Aarnio-Juurinen is cofounder and chief tech officer of heated-clothing manufacturer Avanto Technologies (avanto is the Finnish word for a hole cut in the ice on the surface of a lake or the sea for purposes of winter swimming). She designed a scuba-diving suit with an infrared heating system as part of her master’s thesis at Aalto University in the Finnish capital region. Working with business partner Visa Kupias, Aarnio-Juurinen wanted to create user-friendly wearable technology with style.
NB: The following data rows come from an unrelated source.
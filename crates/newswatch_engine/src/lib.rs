//! Newswatch engine: source fetching, article extraction, delivery and the
//! effect runner that drives the core state machine.
mod decode;
mod engine;
mod extract;
mod fetch;
mod links;
mod notify;
mod telegram;
mod types;

pub use decode::{decode_document, DecodeError, DecodedDocument};
pub use engine::{WatchEngine, WatchSettings};
pub use extract::{
    default_strategies, ArticleExtractor, ClassPatternStrategy, ContainerStrategy, ExtractError,
    Extractor, TagStrategy,
};
pub use fetch::{FetchSettings, Fetcher, ReqwestFetcher};
pub use links::SourceBase;
pub use notify::{MessageFormat, MessageSink, Notifier, OutgoingMessage};
pub use telegram::{TelegramSettings, TelegramSink};
pub use types::{
    CycleError, EngineError, FailureKind, FetchError, FetchMetadata, FetchOutput, SinkError,
    SinkErrorKind,
};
Now Avanto is moving toward making its infrared heating technology available to established companies in the clothing industry.
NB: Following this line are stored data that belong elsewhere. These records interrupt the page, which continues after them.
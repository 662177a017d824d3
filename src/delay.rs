use core::convert::Infallible;

use embedded_hal::blocking::delay::DelayMs;

use crate::{TickCounter, TickMask};

/// Bounded busy-wait on the tick counter.
///
/// `tick_hz` is the configured tick rate; it only matters for the
/// millisecond conversions, `wait` itself deals in raw ticks.
pub struct Delay<'c, M: TickMask> {
    ticks: &'c TickCounter<M>,
    tick_hz: u32,
}

impl<'c, M: TickMask> Delay<'c, M> {
    pub fn new(ticks: &'c TickCounter<M>, tick_hz: u32) -> Self {
        Self { ticks, tick_hz }
    }

    /// Blocks until at least `n_ticks` notifications have elapsed since the
    /// call began, then returns. A request of 0 returns immediately.
    ///
    /// This is a blocking, non-cancelable busy poll: it occupies the calling
    /// context fully and never yields. Tick delivery keeps running for its
    /// whole duration; only the short copy inside each counter read is
    /// masked. Requests longer than one full counter wraparound (2^32 ticks)
    /// are outside the guaranteed-correct range.
    pub fn wait(&self, n_ticks: u32) {
        let request = self.start(n_ticks);
        while request.poll().is_err() {}
    }

    /// Snapshots the counter and returns the pending request, for callers
    /// that want to poll instead of block.
    pub fn start(&self, n_ticks: u32) -> WaitRequest<'c, M> {
        WaitRequest {
            ticks: self.ticks,
            start: self.ticks.read(),
            n_ticks,
        }
    }

    fn ms_to_ticks(&self, ms: u32) -> u32 {
        // Round partial ticks up so the wait is never short.
        ((ms as u64 * self.tick_hz as u64 + 999) / 1000) as u32
    }
}

impl<'c, M: TickMask> DelayMs<u32> for Delay<'c, M> {
    fn delay_ms(&mut self, ms: u32) {
        self.wait(self.ms_to_ticks(ms));
    }
}

impl<'c, M: TickMask> DelayMs<u16> for Delay<'c, M> {
    fn delay_ms(&mut self, ms: u16) {
        DelayMs::<u32>::delay_ms(self, ms as u32);
    }
}

impl<'c, M: TickMask> DelayMs<u8> for Delay<'c, M> {
    fn delay_ms(&mut self, ms: u8) {
        DelayMs::<u32>::delay_ms(self, ms as u32);
    }
}

/// One in-flight wait: the start snapshot plus the requested tick delta.
pub struct WaitRequest<'c, M: TickMask> {
    ticks: &'c TickCounter<M>,
    start: u32,
    n_ticks: u32,
}

impl<'c, M: TickMask> WaitRequest<'c, M> {
    /// `Ok` once the requested ticks have elapsed, `WouldBlock` before that.
    /// Elapsed time is computed wraparound-safe from the start snapshot.
    pub fn poll(&self) -> nb::Result<(), Infallible> {
        if self.ticks.elapsed_since(self.start) >= self.n_ticks {
            Ok(())
        } else {
            Err(nb::Error::WouldBlock)
        }
    }
}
“We can help people who work in a cold environment, such as construction workers, guards, military personnel or sailors, by bringing adjustable heat to the garment itself,” Aarnio-Juurinen says. “That lessens the need for multiple layers of clothing and improves performance.”
Her small company, which includes the two founders and one employee, aspires to become a market leader in wearable integrated-heating solutions. Avanto Technologies has already caught the attention of some investors, and finished in the top 50 in the Slush 100 Showcase competition for startups.
Clearing contradictory demands
Suvi Ellilä’s Selko, an artificial intelligence (AI) company aiming to solve legislative and requirement-data problems in engineering, finished in the top 10 of the Slush 100 Showcase.
“The [top 10 placement] was better than we expected,” says Ellilä, who joined Selko’s four-person team as chief operating officer in April 2017.
Through artificial intelligence, Selko (a Finnish word that denotes clarity and comprehensibility) helps large engineering companies handle substantial amounts of bureaucratic requirements.
By way of example, Ellilä says that an engineering company working with aircraft, satellites or nuclear power plants could be subject to many regulations. Her company could help engineers sort through the legislative texts and the possibly contradictory demands they contain.
AI could also help businesses maintain safety regulations within budget, possibly saving taxpayer money on publicly funded projects and preventing workplace accidents. Selko wants to use AI for product development and to expand its capabilities into law and healthcare, among other areas.
“It’s up to us how far we can go into teaching the algorithms to pick up peculiarities of different industries,” Ellilä says. “But we have more ideas than time, so we need to make sure to put our efforts in the right place.”
Thinking big and small
Both Ellilä and Avanto Technologies’ Aarnio-Juurinen say they are most intrigued by innovation through nanotechnology – the manipulation of matter on an atomic, molecular, and supramolecular scale that can be used in healthcare, chemistry, biology, engineering and other fields.
“I’m very interested in nanomotors [tiny devices that move things around] in bionanotechnology, where ingenious biological mechanisms are used for nanostructures,” says Ellilä. Thinking on another scale, she says, “I’d also like to use my time more efficiently, so I find the idea of self-driving cars very appealing.”
Aarnio-Juurinen also follows rapidly advancing nanotech and its applications, capable of self-cleaning textiles. However, a clothes designer by trade, she wonders about sustainability and the future of the culture of consumption.
“We don’t necessarily need more useless things in this world, but we can improve the current solutions by ecological thinking,” she says. “For example, clothes could be recycled back into raw materials, or the whole garment industry could be revolutionised by 3D printing.”